Volviendo a la encuesta, a mi juicio muestra con claridad dos cosas. Primero, que innovar es un mandato y no una opción. Los sujetos de aprendizaje (niños, jóvenes e inclusive adultos en condición de aprendices) rechazan los formatos clásicos de clases expositivas, transmisión unidireccional de conocimientos, y la predefinición de roles en un proceso de enseñanza y aprendizaje. Frente a ellos, con la evidencia contundente del abandono escolar (45% en promedio en la región, entre los 14 y 16 años), malos aprendizajes y recanalización de energía y tiempo hacia formatos más interactivos, lúdicos y sociales, las instituciones no deberían ver en la innovación una opción sino una obligación impostergable. Por ello, el 93% de los encuestados se manifiesta en favor de escuelas que implementen métodos novedosos que integren nuevos abordajes de enseñanza y procesos creativos; 73% afirma que el rol de los profesores se modificará hacia el de guías de alumnos siguiendo trayectos autónomos de aprendizaje, y el 83% sostiene que los diseños curriculares no responderán tanto a mandatos del Estado sino a diseños a medida pensados para perfiles específicos del estudiantes/aprendices.
La segunda conclusión indica que la innovación no ocurre sino desde un territorio, normativa, cultura y práctica histórica en particular. Y esto es lo que hace muy difícil su emergencia.
La escuela actual no tiene las capacidades para innovarse desde adentro y se encuentra tan “presa” de su agenda como de su práctica histórica y competencias. Adicionalmente, el Estado no tiene los incentivos políticos para repensarse como sistema, dado que los plazos de concreción de las reformas educativas caen fuera del rango de tiempo con que opera la política. Por ello, el cambio hacia la escuela del 2030 delineado con tanta claridad y contundencia por los expertos, no se dará con naturalidad.

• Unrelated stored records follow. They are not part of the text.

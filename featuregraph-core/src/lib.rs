//! Featuregraph Core
//!
//! This crate provides a feature dependency and computation model: named,
//! versioned computations over tables, the dependencies between them, and
//! the machinery to validate and execute them.
//! It implements:
//!
//! - Feature descriptors with identity-based equality
//! - Dependency graph construction, cycle detection and leaf discovery
//! - Dependency-ordered planning across several features
//! - An in-memory table and a feature store executing features over it
//!
//! # Architecture
//!
//! The crate is organized into several modules:
//!
//! - `feature`: Feature descriptors and their builder
//! - `graph`: Dependency graph engine and planning
//! - `table`: Positionally indexed in-memory table
//! - `store`: Feature store trait and the in-memory executor
//! - `registry`: Name-keyed feature catalogue with registration checks
//!
//! # Example
//!
//! ```rust
//! use featuregraph_core::{Feature, FeatureStore, InMemoryStore, Table, Value};
//!
//! let x = Feature::column("x");
//! let x_plus_one = Feature::builder("x_plus_one")
//!     .depends_on("x", &x)
//!     .compute(|table: &Table| {
//!         let values = table.map_column("x", |v| Value::Int(v.as_i64().unwrap_or(0) + 1))?;
//!         Ok(Table::new().with_column("x_plus_one", values)?)
//!     })
//!     .build()
//!     .unwrap();
//!
//! x_plus_one.assert_no_cyclic_dependencies().unwrap();
//! assert_eq!(x_plus_one.root_dependencies(), vec![x]);
//!
//! let input = Table::new().with_column("x", vec![Value::Int(1), Value::Int(2)]).unwrap();
//! let output = InMemoryStore::new().compute(&input, &[x_plus_one]).unwrap();
//! assert_eq!(output.value(1, "x_plus_one"), Some(&Value::Int(3)));
//! ```

mod error;
pub mod feature;
pub mod graph;
pub mod registry;
pub mod store;
pub mod table;

pub use error::{BoxError, FeatureError, FeatureResult, TableError};
pub use feature::{Dependency, Feature, FeatureBuilder, FeatureId, FeatureRef};
pub use graph::{DependencyGraph, GraphSnapshot};
pub use registry::FeatureRegistry;
pub use store::{FeatureStore, InMemoryStore, StoreConfig};
pub use table::{Table, Value};
//! Error Types
//!
//! A single error enum covers declaration, validation and execution
//! failures. Table-level failures have their own type and convert into
//! `FeatureError` so callers only ever match on one enum.

use thiserror::Error;

/// Boxed error returned by user-supplied compute logic.
pub type BoxError = Box<dyn std::error::Error + Send + Sync + 'static>;

/// Result type for feature and graph operations.
pub type FeatureResult<T> = Result<T, FeatureError>;

/// Errors raised while declaring, validating or computing features.
#[derive(Debug, Error)]
#[non_exhaustive]
pub enum FeatureError {
    /// A computed feature was declared without compute logic.
    #[error("Feature '{feature}' must define compute logic")]
    MissingComputeLogic {
        /// Name of the rejected feature
        feature: String,
    },

    /// The dependency closure of a feature contains a cycle.
    #[error("Dependencies of '{feature}' do not form a DAG: {path}")]
    CyclicDependency {
        /// Root of the validated graph
        feature: String,
        /// Cycle rendered as `a -> b -> a`
        path: String,
    },

    /// Compute logic returned an error.
    #[error("Error in computing '{feature}': {source}")]
    Compute {
        /// Feature whose compute logic failed
        feature: String,
        /// Error produced by the compute logic
        #[source]
        source: BoxError,
    },

    /// A column reference names a column the input table does not have.
    #[error("Feature '{feature}' is not in input table")]
    ColumnNotFound {
        /// Referenced column
        feature: String,
    },

    /// Compute logic returned a table of the wrong shape.
    #[error("Feature '{feature}' returned an invalid table: {reason}")]
    InvalidOutput {
        /// Feature whose output was rejected
        feature: String,
        /// What was wrong with the output
        reason: String,
    },

    /// The table implementation cannot honour explicit index columns.
    #[error(
        "Feature '{feature}' declares index columns {columns:?}, but this table is positionally indexed"
    )]
    UnsupportedIndexColumns {
        /// Feature declaring the index columns
        feature: String,
        /// The declared index columns
        columns: Vec<String>,
    },

    /// A different feature is already registered under this name.
    #[error("A different feature named '{name}' is already registered")]
    DuplicateFeature {
        /// The contested name
        name: String,
    },

    /// No feature is registered under this name.
    #[error("Unknown feature: {name}")]
    UnknownFeature {
        /// The requested name
        name: String,
    },

    /// Table construction or assembly failed.
    #[error(transparent)]
    Table(#[from] TableError),
}

impl FeatureError {
    /// Creates a missing compute logic error
    pub fn missing_compute_logic(feature: impl Into<String>) -> Self {
        Self::MissingComputeLogic {
            feature: feature.into(),
        }
    }

    /// Creates a cyclic dependency error
    pub fn cyclic(feature: impl Into<String>, path: impl Into<String>) -> Self {
        Self::CyclicDependency {
            feature: feature.into(),
            path: path.into(),
        }
    }

    /// Creates a compute error wrapping the compute logic's failure
    pub fn compute(feature: impl Into<String>, source: BoxError) -> Self {
        Self::Compute {
            feature: feature.into(),
            source,
        }
    }

    /// Creates a column not found error
    pub fn column_not_found(feature: impl Into<String>) -> Self {
        Self::ColumnNotFound {
            feature: feature.into(),
        }
    }

    /// Creates an invalid output error
    pub fn invalid_output(feature: impl Into<String>, reason: impl Into<String>) -> Self {
        Self::InvalidOutput {
            feature: feature.into(),
            reason: reason.into(),
        }
    }

    /// Creates an unsupported index columns error
    pub fn unsupported_index_columns(feature: impl Into<String>, columns: Vec<String>) -> Self {
        Self::UnsupportedIndexColumns {
            feature: feature.into(),
            columns,
        }
    }

    /// Creates a duplicate feature error
    pub fn duplicate_feature(name: impl Into<String>) -> Self {
        Self::DuplicateFeature { name: name.into() }
    }

    /// Creates an unknown feature error
    pub fn unknown_feature(name: impl Into<String>) -> Self {
        Self::UnknownFeature { name: name.into() }
    }
}

/// Errors raised by the in-memory table.
#[derive(Debug, Error, Clone, PartialEq, Eq)]
#[non_exhaustive]
pub enum TableError {
    /// A column's length differs from the table's row count.
    #[error("Column '{column}' has {found} rows, expected {expected}")]
    LengthMismatch {
        /// Offending column
        column: String,
        /// Row count of the table
        expected: usize,
        /// Row count of the column
        found: usize,
    },

    /// No column with this name exists.
    #[error("Column not found: {column}")]
    MissingColumn {
        /// Requested column
        column: String,
    },

    /// A column with this name already exists.
    #[error("Duplicate column: {column}")]
    DuplicateColumn {
        /// Offending column
        column: String,
    },
}

#[cfg(test)]
mod tests {
    use super::*;

    #[test]
    fn cyclic_error_names_root_and_path() {
        let err = FeatureError::cyclic("a", "a -> b -> a");
        assert_eq!(
            err.to_string(),
            "Dependencies of 'a' do not form a DAG: a -> b -> a"
        );
    }

    #[test]
    fn compute_error_keeps_source() {
        use std::error::Error as _;

        let err = FeatureError::compute("ratio", "division by zero".into());
        assert!(err.to_string().contains("ratio"));
        assert_eq!(err.source().map(|s| s.to_string()).as_deref(), Some("division by zero"));
    }

    #[test]
    fn table_error_converts() {
        let err: FeatureError = TableError::DuplicateColumn {
            column: "x".to_string(),
        }
        .into();
        assert!(matches!(err, FeatureError::Table(TableError::DuplicateColumn { .. })));
    }
}
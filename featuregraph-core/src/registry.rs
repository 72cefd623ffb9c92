//! Feature Registry
//!
//! A name-keyed catalogue of features. Registration is where a feature is
//! validated: its dependency graph must be acyclic and its name must not
//! already belong to a different feature. Invalid features never enter the
//! registry.
//!
//! # Thread Safety
//!
//! The registry is shared behind a read-write lock. Features themselves are
//! immutable, so lookups hand out clones of the handles and release the
//! lock immediately.

use indexmap::IndexMap;
use parking_lot::RwLock;
use tracing::{debug, error};

use crate::error::{FeatureError, FeatureResult};
use crate::feature::Feature;
use crate::graph;

/// Registered features, in registration order.
pub struct FeatureRegistry<T> {
    features: RwLock<IndexMap<String, Feature<T>>>,
}

impl<T> FeatureRegistry<T> {
    /// Create an empty registry.
    pub fn new() -> Self {
        Self {
            features: RwLock::new(IndexMap::new()),
        }
    }

    /// Validate and register a feature.
    ///
    /// Registering the same feature twice is a no-op.
    pub fn register(&self, feature: Feature<T>) -> FeatureResult<()> {
        graph::assert_acyclic(&feature)?;

        let mut features = self.features.write();
        if let Some(existing) = features.get(feature.name()) {
            if *existing == feature {
                return Ok(());
            }
            let err = FeatureError::duplicate_feature(feature.name());
            error!(feature = %feature.name(), error = %err, "Error registering feature");
            return Err(err);
        }

        debug!(feature = %feature.name(), id = %feature.id(), "Registered feature");
        features.insert(feature.name().to_string(), feature);
        Ok(())
    }

    /// Get the feature registered under `name`.
    pub fn get(&self, name: &str) -> Option<Feature<T>> {
        self.features.read().get(name).cloned()
    }

    /// True if a feature is registered under `name`.
    pub fn contains(&self, name: &str) -> bool {
        self.features.read().contains_key(name)
    }

    /// Registered names in registration order.
    pub fn names(&self) -> Vec<String> {
        self.features.read().keys().cloned().collect()
    }

    /// Number of registered features.
    pub fn len(&self) -> usize {
        self.features.read().len()
    }

    /// True if nothing has been registered.
    pub fn is_empty(&self) -> bool {
        self.features.read().is_empty()
    }

    /// Look up several features by name, failing on the first unknown one.
    pub fn resolve<S: AsRef<str>>(&self, names: &[S]) -> FeatureResult<Vec<Feature<T>>> {
        let features = self.features.read();
        names
            .iter()
            .map(|name| {
                let name = name.as_ref();
                features.get(name).cloned().ok_or_else(|| {
                    let err = FeatureError::unknown_feature(name);
                    error!(feature = %name, error = %err, "Error resolving feature");
                    err
                })
            })
            .collect()
    }

    /// Every feature needed to compute the named features, dependencies
    /// first.
    pub fn plan<S: AsRef<str>>(&self, names: &[S]) -> FeatureResult<Vec<Feature<T>>> {
        graph::plan(&self.resolve(names)?)
    }
}

impl<T> Default for FeatureRegistry<T> {
    fn default() -> Self {
        Self::new()
    }
}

Es importante que la sociedad entera se involucre en la transformación del sistema. De hecho, el 70% de los encuestados indica que el Estado no será más el mayor contribuyente del financiamiento de la educación, sino que las familias y los empresas pasarán a tener un rol predominante. Es importante entender este dato en un contexto histórico de récord de gastos público en educación como porcentaje de Producto Bruto Interno. En vez de sumar plantilla docente (más del 90% del gasto público en educación se utiliza para pagar salarios), el Estado debería invertir en agencias de medición de calidad, en laboratorios de data analysis (el 95% de los encuestados cree que el big data cumplirá un rol relevante), en programas de certificación de competencias y en formatos innovadores.
En conclusión, la encuesta de referencia suma evidencias y confirma que, sin innovación, los chicos y todos los demás abandonarán los formatos clásicos de enseñanza (por ejemplo, la escuela), por considerarlos irrelevantes,.

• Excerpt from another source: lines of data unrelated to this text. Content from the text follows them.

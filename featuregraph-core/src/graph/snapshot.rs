//! Graph Snapshots
//!
//! Plain-data view of a dependency graph, decoupled from the feature
//! handles, so tooling can print or ship a graph (cyclic or not) as JSON.

use serde::{Deserialize, Serialize};

use crate::feature::{Feature, FeatureId};

/// What a node stands for.
#[derive(Debug, Clone, Copy, PartialEq, Eq, Serialize, Deserialize)]
#[serde(rename_all = "lowercase")]
pub enum NodeKind {
    /// A reference to an input column.
    Column,
    /// A feature with compute logic.
    Computed,
}

/// One node of a [`GraphSnapshot`].
#[derive(Debug, Clone, PartialEq, Eq, Serialize, Deserialize)]
pub struct NodeSnapshot {
    pub id: u64,
    pub name: String,
    pub kind: NodeKind,
    #[serde(skip_serializing_if = "Option::is_none")]
    pub version: Option<String>,
    #[serde(default, skip_serializing_if = "Vec::is_empty")]
    pub index_columns: Vec<String>,
}

impl<T> From<&Feature<T>> for NodeSnapshot {
    fn from(feature: &Feature<T>) -> Self {
        Self {
            id: feature.id().raw(),
            name: feature.name().to_string(),
            kind: if feature.is_column() {
                NodeKind::Column
            } else {
                NodeKind::Computed
            },
            version: feature.version().map(str::to_string),
            index_columns: feature.index_columns().to_vec(),
        }
    }
}

/// Serialisable nodes and `(feature, dependency)` edges of a graph.
#[derive(Debug, Clone, PartialEq, Eq, Serialize, Deserialize)]
pub struct GraphSnapshot {
    pub roots: Vec<u64>,
    pub nodes: Vec<NodeSnapshot>,
    pub edges: Vec<(u64, u64)>,
}

impl GraphSnapshot {
    pub(crate) fn new<'a, T: 'a>(
        roots: impl Iterator<Item = FeatureId>,
        nodes: impl Iterator<Item = &'a Feature<T>>,
        edges: impl Iterator<Item = (FeatureId, FeatureId)>,
    ) -> Self {
        Self {
            roots: roots.map(|id| id.raw()).collect(),
            nodes: nodes.map(NodeSnapshot::from).collect(),
            edges: edges.map(|(from, to)| (from.raw(), to.raw())).collect(),
        }
    }

    /// Look up a node by name. Names are not unique; the first match wins.
    pub fn node_named(&self, name: &str) -> Option<&NodeSnapshot> {
        self.nodes.iter().find(|node| node.name == name)
    }

    /// Serialize the snapshot to compact JSON.
    pub fn to_json(&self) -> Result<String, serde_json::Error> {
        serde_json::to_string(self)
    }

    /// Serialize the snapshot to indented JSON.
    pub fn to_json_pretty(&self) -> Result<String, serde_json::Error> {
        serde_json::to_string_pretty(self)
    }

    /// Parse a snapshot previously written with `to_json`.
    pub fn from_json(json: &str) -> Result<Self, serde_json::Error> {
        serde_json::from_str(json)
    }
}

#[cfg(test)]
mod tests {
    use super::*;
    use crate::error::BoxError;
    use crate::graph::DependencyGraph;

    type Rows = Vec<i64>;

    fn identity(rows: &Rows) -> Result<Rows, BoxError> {
        Ok(rows.clone())
    }

    #[test]
    fn snapshot_describes_nodes_and_edges() {
        let x = Feature::<Rows>::column("x");
        let f = Feature::builder("f")
            .version("3")
            .depends_on("x", &x)
            .compute(identity)
            .build()
            .unwrap();

        let snapshot = DependencyGraph::build(&f).snapshot();

        assert_eq!(snapshot.roots, vec![f.id().raw()]);
        assert_eq!(snapshot.edges, vec![(f.id().raw(), x.id().raw())]);
        let node = snapshot.node_named("f").unwrap();
        assert_eq!(node.kind, NodeKind::Computed);
        assert_eq!(node.version.as_deref(), Some("3"));
        assert_eq!(snapshot.node_named("x").map(|n| n.kind), Some(NodeKind::Column));
    }

    #[test]
    fn cyclic_graph_can_be_exported() {
        let looping = Feature::<Rows>::cyclic(|this| {
            Ok(Feature::builder("looping").depends_on("me", this).compute(identity))
        })
        .unwrap();

        let snapshot = looping.dependency_graph().snapshot();
        let json = snapshot.to_json().unwrap();
        assert!(json.contains(r#""kind":"computed""#));

        let parsed = GraphSnapshot::from_json(&json).unwrap();
        assert_eq!(parsed, snapshot);
    }
}
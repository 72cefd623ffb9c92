//! Store configuration.

use serde::{Deserialize, Serialize};

/// Output naming and shaping options for a feature store.
///
/// Every field has a default, so a partial JSON document is enough:
///
/// ```
/// use featuregraph_core::StoreConfig;
///
/// let config = StoreConfig::from_json(r#"{ "include_input": true }"#).unwrap();
/// assert!(config.include_input);
/// assert_eq!(config.suffix_separator, "_");
/// ```
#[derive(Debug, Clone, PartialEq, Eq, Serialize, Deserialize)]
#[serde(default)]
pub struct StoreConfig {
    /// Placed between a feature name and the column index of a
    /// multi-column output.
    pub suffix_separator: String,

    /// Suffix single-column outputs too (`price_0` instead of `price`).
    pub always_suffix: bool,

    /// Start the result from the input columns (an augmented table)
    /// instead of returning only feature columns (a derived table).
    pub include_input: bool,
}

impl Default for StoreConfig {
    fn default() -> Self {
        Self {
            suffix_separator: "_".to_string(),
            always_suffix: false,
            include_input: false,
        }
    }
}

impl StoreConfig {
    /// Load a configuration from JSON. Missing fields take their defaults.
    pub fn from_json(json: &str) -> Result<Self, serde_json::Error> {
        serde_json::from_str(json)
    }

    /// Set the separator between a feature name and its column index.
    pub fn with_suffix_separator(mut self, separator: impl Into<String>) -> Self {
        self.suffix_separator = separator.into();
        self
    }

    /// Suffix single-column outputs too.
    pub fn with_always_suffix(mut self, always_suffix: bool) -> Self {
        self.always_suffix = always_suffix;
        self
    }

    /// Keep the input columns in the result.
    pub fn with_include_input(mut self, include_input: bool) -> Self {
        self.include_input = include_input;
        self
    }

    /// Column names for a feature output with `width` columns.
    pub fn output_names(&self, name: &str, width: usize) -> Vec<String> {
        if width == 1 && !self.always_suffix {
            return vec![name.to_string()];
        }
        (0..width)
            .map(|i| format!("{name}{}{i}", self.suffix_separator))
            .collect()
    }
}

#[cfg(test)]
mod tests {
    use super::*;

    #[test]
    fn single_output_keeps_name() {
        let config = StoreConfig::default();
        assert_eq!(config.output_names("price", 1), ["price"]);
        assert_eq!(config.output_names("price", 2), ["price_0", "price_1"]);
    }

    #[test]
    fn always_suffix_and_custom_separator() {
        let config = StoreConfig::default()
            .with_always_suffix(true)
            .with_suffix_separator(".");
        assert_eq!(config.output_names("price", 1), ["price.0"]);
    }

    #[test]
    fn empty_json_gives_defaults() {
        assert_eq!(StoreConfig::from_json("{}").unwrap(), StoreConfig::default());
    }
}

Solo resta verificar cuál sociedad poseerá un interés suficiente en el tema, y será capaz de sostener una implicación en el tiempo, inclusive entre diferentes gobiernos, para comenzar a transitar ese camino hacia el 2030. En nuestra región, sugiero prestar atención a los procesos que se están llevando adelante en Chile y México. En Argentina, sin dudas, esta será la discusión más importante de un 2015 plagado de discursos y promesas electorales.